Santos was the first Mexican-American Rhodes scholar to study at Oxford. He holds degrees in English Literature and Language from Oxford University and in Philosophy and Literature from the University of Notre Dame. He is a recipient of the Academy of American Poets Prize at Notre Dame and the Oxford Prize for fiction. Santos is currently a Visiting Fellow at the Watson Institute for International Studies at Brown University. Santos' 1999 family memoir, Places Left Unfinished at the Time of Creation (Viking / Penguin), was a finalist for the National Book Award.
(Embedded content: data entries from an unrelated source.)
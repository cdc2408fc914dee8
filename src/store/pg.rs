//! # PostgreSQL Store
//!
//! Production implementation of [`ProductStore`] and [`OrderStore`] against
//! the `storefront_products` and `storefront_orders` tables.
//!
//! ## Database Schema
//!
//! ```sql
//! CREATE TABLE storefront_products (
//!   product_id UUID PRIMARY KEY DEFAULT gen_random_uuid(),
//!   name VARCHAR(255) NOT NULL UNIQUE,
//!   quantity BIGINT NOT NULL CHECK (quantity >= 0),
//!   category TEXT,
//!   tags JSONB NOT NULL,
//!   price BIGINT,
//!   is_active BOOLEAN NOT NULL DEFAULT FALSE,
//!   vendor JSONB,
//!   created_at TIMESTAMP NOT NULL DEFAULT NOW(),
//!   updated_at TIMESTAMP NOT NULL DEFAULT NOW()
//! );
//!
//! CREATE TABLE storefront_orders (
//!   order_id UUID PRIMARY KEY DEFAULT gen_random_uuid(),
//!   date TIMESTAMP NOT NULL DEFAULT NOW(),
//!   status TEXT NOT NULL,
//!   customer UUID NOT NULL,
//!   products JSONB NOT NULL
//! );
//! ```
//!
//! Line items are embedded in the order row as JSONB; tags and vendor are
//! JSONB on the product row. The order transaction decrements stock with
//! `WHERE quantity >= $n` so a concurrent order that drained the stock
//! aborts the whole unit instead of driving quantity negative. A request
//! canceled mid-flight drops the transaction, which rolls back every
//! pending write.

use async_trait::async_trait;
use chrono::NaiveDateTime;
use sqlx::types::Json;
use sqlx::{FromRow, PgPool, Postgres, QueryBuilder};
use uuid::Uuid;

use crate::error::StoreError;
use crate::models::product::ProductDraft;
use crate::models::{
    NewOrder, Order, OrderLineItem, OrderStatus, Page, Pagination, Product, ProductFilter,
    ProductProjection, Vendor,
};
use crate::store::{OrderStore, ProductStore};

const PRODUCT_COLUMNS: &str = "product_id, name, quantity, category, tags, price, is_active, \
                               vendor, created_at, updated_at";
const ORDER_COLUMNS: &str = "order_id, date, status, customer, products";

/// PostgreSQL-backed primary store
#[derive(Debug, Clone)]
pub struct PgStore {
    pool: PgPool,
}

impl PgStore {
    pub fn new(pool: PgPool) -> Self {
        Self { pool }
    }

    pub fn pool(&self) -> &PgPool {
        &self.pool
    }
}

#[derive(Debug, FromRow)]
struct ProductRow {
    product_id: Uuid,
    name: String,
    quantity: i64,
    category: Option<String>,
    tags: Json<Vec<String>>,
    price: Option<i64>,
    is_active: bool,
    vendor: Option<Json<Vendor>>,
    created_at: NaiveDateTime,
    updated_at: NaiveDateTime,
}

impl TryFrom<ProductRow> for Product {
    type Error = StoreError;

    fn try_from(row: ProductRow) -> Result<Self, Self::Error> {
        let category = row
            .category
            .map(|raw| raw.parse().map_err(StoreError::Decode))
            .transpose()?;
        Ok(Product {
            product_id: row.product_id,
            name: row.name,
            quantity: row.quantity,
            category,
            tags: row.tags.0,
            price: row.price,
            is_active: row.is_active,
            vendor: row.vendor.map(|json| json.0),
            created_at: row.created_at,
            updated_at: row.updated_at,
        })
    }
}

#[derive(Debug, FromRow)]
struct ProjectionRow {
    product_id: Uuid,
    name: String,
    price: Option<i64>,
    is_active: bool,
    quantity: i64,
}

impl From<ProjectionRow> for ProductProjection {
    fn from(row: ProjectionRow) -> Self {
        ProductProjection {
            product_id: row.product_id,
            name: row.name,
            price: row.price,
            is_active: row.is_active,
            quantity: row.quantity,
        }
    }
}

#[derive(Debug, FromRow)]
struct OrderRow {
    order_id: Uuid,
    date: NaiveDateTime,
    status: String,
    customer: Uuid,
    products: Json<Vec<OrderLineItem>>,
}

impl TryFrom<OrderRow> for Order {
    type Error = StoreError;

    fn try_from(row: OrderRow) -> Result<Self, Self::Error> {
        let status: OrderStatus = row.status.parse().map_err(StoreError::Decode)?;
        Ok(Order {
            order_id: row.order_id,
            date: row.date,
            status,
            customer: row.customer,
            products: row.products.0,
        })
    }
}

/// Append the WHERE clause for a catalog filter. Conditions are conjunctive;
/// an empty filter appends nothing.
fn push_product_filter(builder: &mut QueryBuilder<'_, Postgres>, filter: &ProductFilter) {
    let mut has_conditions = false;
    let mut separated = |builder: &mut QueryBuilder<'_, Postgres>| {
        if has_conditions {
            builder.push(" AND ");
        } else {
            builder.push(" WHERE ");
            has_conditions = true;
        }
    };

    if let Some(name) = filter.name.as_ref().map(|name| name.trim()).filter(|n| !n.is_empty()) {
        separated(&mut *builder);
        builder.push("name ILIKE ");
        builder.push_bind(format!("%{name}%"));
    }

    if let Some((low, high)) = filter.price {
        separated(&mut *builder);
        builder.push("price BETWEEN ");
        builder.push_bind(low);
        builder.push(" AND ");
        builder.push_bind(high);
    }

    if let Some(categories) = filter.categories.as_ref().filter(|c| !c.is_empty()) {
        let names: Vec<String> = categories.iter().map(|c| c.as_str().to_string()).collect();
        separated(&mut *builder);
        builder.push("category = ANY(");
        builder.push_bind(names);
        builder.push(")");
    }

    if let Some(tags) = filter.tags.as_ref().filter(|t| !t.is_empty()) {
        separated(&mut *builder);
        builder.push("tags ?| ");
        builder.push_bind(tags.clone());
    }
}

#[async_trait]
impl ProductStore for PgStore {
    async fn insert(&self, draft: ProductDraft) -> Result<Product, StoreError> {
        let row = sqlx::query_as::<_, ProductRow>(&format!(
            r#"
            INSERT INTO storefront_products
                (name, quantity, category, tags, price, is_active, vendor, created_at, updated_at)
            VALUES ($1, $2, $3, $4, $5, $6, $7, NOW(), NOW())
            RETURNING {PRODUCT_COLUMNS}
            "#
        ))
        .bind(&draft.name)
        .bind(draft.quantity)
        .bind(draft.category.map(|c| c.as_str()))
        .bind(Json(&draft.tags))
        .bind(draft.price)
        .bind(draft.is_active)
        .bind(draft.vendor.as_ref().map(Json))
        .fetch_one(&self.pool)
        .await?;

        row.try_into()
    }

    async fn update(
        &self,
        product_id: Uuid,
        draft: ProductDraft,
    ) -> Result<Option<Product>, StoreError> {
        let row = sqlx::query_as::<_, ProductRow>(&format!(
            r#"
            UPDATE storefront_products
            SET name = $2, quantity = $3, category = $4, tags = $5, price = $6,
                is_active = $7, vendor = $8, updated_at = NOW()
            WHERE product_id = $1
            RETURNING {PRODUCT_COLUMNS}
            "#
        ))
        .bind(product_id)
        .bind(&draft.name)
        .bind(draft.quantity)
        .bind(draft.category.map(|c| c.as_str()))
        .bind(Json(&draft.tags))
        .bind(draft.price)
        .bind(draft.is_active)
        .bind(draft.vendor.as_ref().map(Json))
        .fetch_optional(&self.pool)
        .await?;

        row.map(Product::try_from).transpose()
    }

    async fn delete(&self, product_id: Uuid) -> Result<Option<Product>, StoreError> {
        let row = sqlx::query_as::<_, ProductRow>(&format!(
            "DELETE FROM storefront_products WHERE product_id = $1 RETURNING {PRODUCT_COLUMNS}"
        ))
        .bind(product_id)
        .fetch_optional(&self.pool)
        .await?;

        row.map(Product::try_from).transpose()
    }

    async fn find_by_id(&self, product_id: Uuid) -> Result<Option<Product>, StoreError> {
        let row = sqlx::query_as::<_, ProductRow>(&format!(
            "SELECT {PRODUCT_COLUMNS} FROM storefront_products WHERE product_id = $1"
        ))
        .bind(product_id)
        .fetch_optional(&self.pool)
        .await?;

        row.map(Product::try_from).transpose()
    }

    async fn find_by_name(&self, name: &str) -> Result<Option<Product>, StoreError> {
        let row = sqlx::query_as::<_, ProductRow>(&format!(
            "SELECT {PRODUCT_COLUMNS} FROM storefront_products WHERE name = $1"
        ))
        .bind(name)
        .fetch_optional(&self.pool)
        .await?;

        row.map(Product::try_from).transpose()
    }

    async fn fetch_projection(
        &self,
        product_id: Uuid,
    ) -> Result<Option<ProductProjection>, StoreError> {
        let row = sqlx::query_as::<_, ProjectionRow>(
            "SELECT product_id, name, price, is_active, quantity \
             FROM storefront_products WHERE product_id = $1",
        )
        .bind(product_id)
        .fetch_optional(&self.pool)
        .await?;

        Ok(row.map(ProductProjection::from))
    }

    async fn search(
        &self,
        filter: &ProductFilter,
        pagination: Pagination,
    ) -> Result<Page<Product>, StoreError> {
        let (_, page_size) = pagination.resolve();

        let mut count_builder = QueryBuilder::new("SELECT COUNT(*) FROM storefront_products");
        push_product_filter(&mut count_builder, filter);
        let total: i64 = count_builder
            .build_query_scalar()
            .fetch_one(&self.pool)
            .await?;

        let mut builder = QueryBuilder::new(format!(
            "SELECT {PRODUCT_COLUMNS} FROM storefront_products"
        ));
        push_product_filter(&mut builder, filter);
        builder.push(" ORDER BY price DESC NULLS LAST, product_id ASC");
        builder.push(" LIMIT ");
        builder.push_bind(i64::from(page_size));
        builder.push(" OFFSET ");
        builder.push_bind(pagination.offset() as i64);

        let rows: Vec<ProductRow> = builder.build_query_as().fetch_all(&self.pool).await?;
        let items = rows
            .into_iter()
            .map(Product::try_from)
            .collect::<Result<Vec<_>, _>>()?;

        Ok(Page::new(items, total.max(0) as u64, pagination))
    }

    async fn all(&self) -> Result<Vec<Product>, StoreError> {
        let rows = sqlx::query_as::<_, ProductRow>(&format!(
            "SELECT {PRODUCT_COLUMNS} FROM storefront_products ORDER BY created_at ASC"
        ))
        .fetch_all(&self.pool)
        .await?;

        rows.into_iter().map(Product::try_from).collect()
    }
}

#[async_trait]
impl OrderStore for PgStore {
    async fn create_with_decrements(&self, order: NewOrder) -> Result<Order, StoreError> {
        let mut tx = self.pool.begin().await?;

        let row = sqlx::query_as::<_, OrderRow>(&format!(
            r#"
            INSERT INTO storefront_orders (date, status, customer, products)
            VALUES (NOW(), $1, $2, $3)
            RETURNING {ORDER_COLUMNS}
            "#
        ))
        .bind(order.status.as_str())
        .bind(order.customer)
        .bind(Json(&order.line_items))
        .fetch_one(&mut *tx)
        .await?;

        for item in &order.line_items {
            let result = sqlx::query(
                "UPDATE storefront_products \
                 SET quantity = quantity - $2, updated_at = NOW() \
                 WHERE product_id = $1 AND quantity >= $2",
            )
            .bind(item.product)
            .bind(item.ordered_quantity)
            .execute(&mut *tx)
            .await?;

            if result.rows_affected() == 0 {
                // Either the product vanished or a concurrent order drained
                // the stock after our pre-check. Abort the whole unit.
                let available: Option<i64> = sqlx::query_scalar(
                    "SELECT quantity FROM storefront_products WHERE product_id = $1",
                )
                .bind(item.product)
                .fetch_optional(&mut *tx)
                .await?;

                tx.rollback().await?;
                return Err(StoreError::InsufficientStock {
                    product_id: item.product,
                    available: available.unwrap_or(0),
                });
            }
        }

        tx.commit().await?;
        row.try_into()
    }

    async fn find_order(&self, order_id: Uuid) -> Result<Option<Order>, StoreError> {
        let row = sqlx::query_as::<_, OrderRow>(&format!(
            "SELECT {ORDER_COLUMNS} FROM storefront_orders WHERE order_id = $1"
        ))
        .bind(order_id)
        .fetch_optional(&self.pool)
        .await?;

        row.map(Order::try_from).transpose()
    }

    async fn list_orders(&self, pagination: Pagination) -> Result<Page<Order>, StoreError> {
        let (_, page_size) = pagination.resolve();

        let total: i64 = sqlx::query_scalar("SELECT COUNT(*) FROM storefront_orders")
            .fetch_one(&self.pool)
            .await?;

        let rows = sqlx::query_as::<_, OrderRow>(&format!(
            "SELECT {ORDER_COLUMNS} FROM storefront_orders \
             ORDER BY date DESC, order_id ASC LIMIT $1 OFFSET $2"
        ))
        .bind(i64::from(page_size))
        .bind(pagination.offset() as i64)
        .fetch_all(&self.pool)
        .await?;

        let items = rows
            .into_iter()
            .map(Order::try_from)
            .collect::<Result<Vec<_>, _>>()?;

        Ok(Page::new(items, total.max(0) as u64, pagination))
    }
}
In 2006 it was selected for the "One Book, One City" reading program in San Antonio. Places Left Unfinished at the Time of Creation is a beautifully crafted work--a haunting prose poem to a city, a region, and a people, interwoven with Mexican mythology, Chicano folk tales, family stories, and dreams.

The reading and collaborative performance complements perfectly Avila’s new mixed-media drawings on common manila envelopes that dominate the exhibit. The warm orangey tones of this manila ground, which vary from envelope to envelope depending upon the brand, illumine the drawings from within. Repeating elements—swirls, eyes, bits of landscape, bull’s tails--remain fresh from drawing to drawing due to Avila’s brilliant maneuvering of multiple marking tools. Each tool produces different kinds of marks, and Avila exploits this to the fullest.

We hope to see you on the 20th at 6:30 pm, then off to the Ball with you!